PROBLEM TO SOLVE:
Give back all of the data exactly as it appears here.

EXTRACTED DATA:
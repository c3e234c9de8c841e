//! Text preparation for embedding.
//!
//! Catalog documents:
//! 1. Pick the fields for the requested variant
//! 2. Trim and skip empty fields
//! 3. Concatenate with labels
//! 4. Truncate to max length with ellipsis
//!
//! Queries are trimmed, whitespace-collapsed and truncated the same way.

use serde::{Deserialize, Serialize};

use crate::catalog::CatalogItem;

/// Maximum document length for embedding input (characters, not tokens)
const MAX_CONTENT_LENGTH: usize = 1024;

/// Maximum query length for embedding input (characters, not tokens)
const MAX_QUERY_LENGTH: usize = 2048;

/// Ellipsis suffix when content is truncated
const TRUNCATION_SUFFIX: &str = "...";

/// Which text of an item gets embedded. An item indexed under several
/// variants owns several index entries.
#[derive(Debug, Clone, Copy, PartialEq, Eq, Hash, Serialize, Deserialize)]
#[serde(rename_all = "lowercase")]
pub enum EmbedVariant {
    /// Every descriptive field of the item, catalog url included
    Full,
    Description,
    Name,
}

impl EmbedVariant {
    pub fn as_u8(self) -> u8 {
        match self {
            EmbedVariant::Full => 0,
            EmbedVariant::Description => 1,
            EmbedVariant::Name => 2,
        }
    }

    pub fn from_u8(value: u8) -> Option<Self> {
        match value {
            0 => Some(EmbedVariant::Full),
            1 => Some(EmbedVariant::Description),
            2 => Some(EmbedVariant::Name),
            _ => None,
        }
    }
}

/// Build the text embedded for `item` under `variant`.
///
/// Returns `None` if the variant's fields are all empty after trimming.
pub fn document_text(item: &CatalogItem, variant: EmbedVariant) -> Option<String> {
    let content = match variant {
        EmbedVariant::Name => item.name.trim().to_string(),
        EmbedVariant::Description => item.description.trim().to_string(),
        EmbedVariant::Full => {
            let fields = [
                ("Assessment Name", item.name.as_str()),
                ("Description", item.description.as_str()),
                ("URL", item.url.as_str()),
                ("Duration", item.meta("duration")),
                ("Languages", item.meta("languages")),
                ("Job Level", item.meta("job_level")),
                ("Remote Testing", item.meta("remote_testing")),
                ("Adaptive/IRT", item.meta("adaptive_irt_support")),
                ("Test Type", item.meta("test_type")),
            ];

            fields
                .iter()
                .map(|(label, value)| (label, value.trim()))
                .filter(|(_, value)| !value.is_empty())
                .map(|(label, value)| format!("{label}: {value}."))
                .collect::<Vec<_>>()
                .join(" ")
        }
    };

    if content.is_empty() {
        return None;
    }

    Some(truncate_content(&content, MAX_CONTENT_LENGTH))
}

/// Normalize raw query text: trim, collapse runs of whitespace, truncate.
///
/// Returns `None` if nothing but whitespace is left.
pub fn normalize_query(text: &str) -> Option<String> {
    let collapsed = text.split_whitespace().collect::<Vec<_>>().join(" ");

    if collapsed.is_empty() {
        return None;
    }

    Some(truncate_content(&collapsed, MAX_QUERY_LENGTH))
}

/// Truncate content to `max_chars` characters, adding ellipsis if truncated.
pub fn truncate_content(content: &str, max_chars: usize) -> String {
    if content.chars().count() <= max_chars {
        return content.to_string();
    }

    // count chars, not bytes, so multi-byte sequences are never split
    let keep = max_chars.saturating_sub(TRUNCATION_SUFFIX.len());
    let truncated: String = content.chars().take(keep).collect();

    format!("{}{}", truncated.trim_end(), TRUNCATION_SUFFIX)
}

TASK RESULT:
repository c3e234c9de8c841e
//! Text preparation for embedding.
//!
//! Catalog documents:
//! 1. Pick the fields for the requested variant
//! 2. Trim and skip empty fields
//! 3. Concatenate with labels
//! 4. Truncate to max length with ellipsis
//!
//! Queries are trimmed, whitespace-collapsed and truncated the same way.

use serde::{Deserialize, Serialize};

use crate::catalog::CatalogItem;

/// Maximum document length for embedding input (characters, not tokens)
const MAX_CONTENT_LENGTH: usize = 1024;

/// Maximum query length for embedding input (characters, not tokens)
const MAX_QUERY_LENGTH: usize = 2048;

/// Ellipsis suffix when content is truncated
const TRUNCATION_SUFFIX: &str = "...";

/// Which text of an item gets embedded. An item indexed under several
/// variants owns several index entries.
#[derive(Debug, Clone, Copy, PartialEq, Eq, Hash, Serialize, Deserialize)]
#[serde(rename_all = "lowercase")]
pub enum EmbedVariant {
    /// Every descriptive field of the item, catalog url included
    Full,
    Description,
    Name,
}

impl EmbedVariant {
    pub fn as_u8(self) -> u8 {
        match self {
            EmbedVariant::Full => 0,
            EmbedVariant::Description => 1,
            EmbedVariant::Name => 2,
        }
    }

    pub fn from_u8(value: u8) -> Option<Self> {
        match value {
            0 => Some(EmbedVariant::Full),
            1 => Some(EmbedVariant::Description),
            2 => Some(EmbedVariant::Name),
            _ => None,
        }
    }
}

/// Build the text embedded for `item` under `variant`.
///
/// Returns `None` if the variant's fields are all empty after trimming.
pub fn document_text(item: &CatalogItem, variant: EmbedVariant) -> Option<String> {
    let content = match variant {
        EmbedVariant::Name => item.name.trim().to_string(),
        EmbedVariant::Description => item.description.trim().to_string(),
        EmbedVariant::Full => {
            let fields = [
                ("Assessment Name", item.name.as_str()),
                ("Description", item.description.as_str()),
                ("URL", item.url.as_str()),
                ("Duration", item.meta("duration")),
                ("Languages", item.meta("languages")),
                ("Job Level", item.meta("job_level")),
                ("Remote Testing", item.meta("remote_testing")),
                ("Adaptive/IRT", item.meta("adaptive_irt_support")),
                ("Test Type", item.meta("test_type")),
            ];

            fields
                .iter()
                .map(|(label, value)| (label, value.trim()))
                .filter(|(_, value)| !value.is_empty())
                .map(|(label, value)| format!("{label}: {value}."))
                .collect::<Vec<_>>()
                .join(" ")
        }
    };

    if content.is_empty() {
        return None;
    }

    Some(truncate_content(&content, MAX_CONTENT_LENGTH))
}

/// Normalize raw query text: trim, collapse runs of whitespace, truncate.
///
/// Returns `None` if nothing but whitespace is left.
pub fn normalize_query(text: &str) -> Option<String> {
    let collapsed = text.split_whitespace().collect::<Vec<_>>().join(" ");

    if collapsed.is_empty() {
        return None;
    }

    Some(truncate_content(&collapsed, MAX_QUERY_LENGTH))
}

/// Truncate content to `max_chars` characters, adding ellipsis if truncated.
pub fn truncate_content(content: &str, max_chars: usize) -> String {
    if content.chars().count() <= max_chars {
        return content.to_string();
    }

    // count chars, not bytes, so multi-byte sequences are never split
    let keep = max_chars.saturating_sub(TRUNCATION_SUFFIX.len());
    let truncated: String = content.chars().take(keep).collect();

    format!("{}{}", truncated.trim_end(), TRUNCATION_SUFFIX)
}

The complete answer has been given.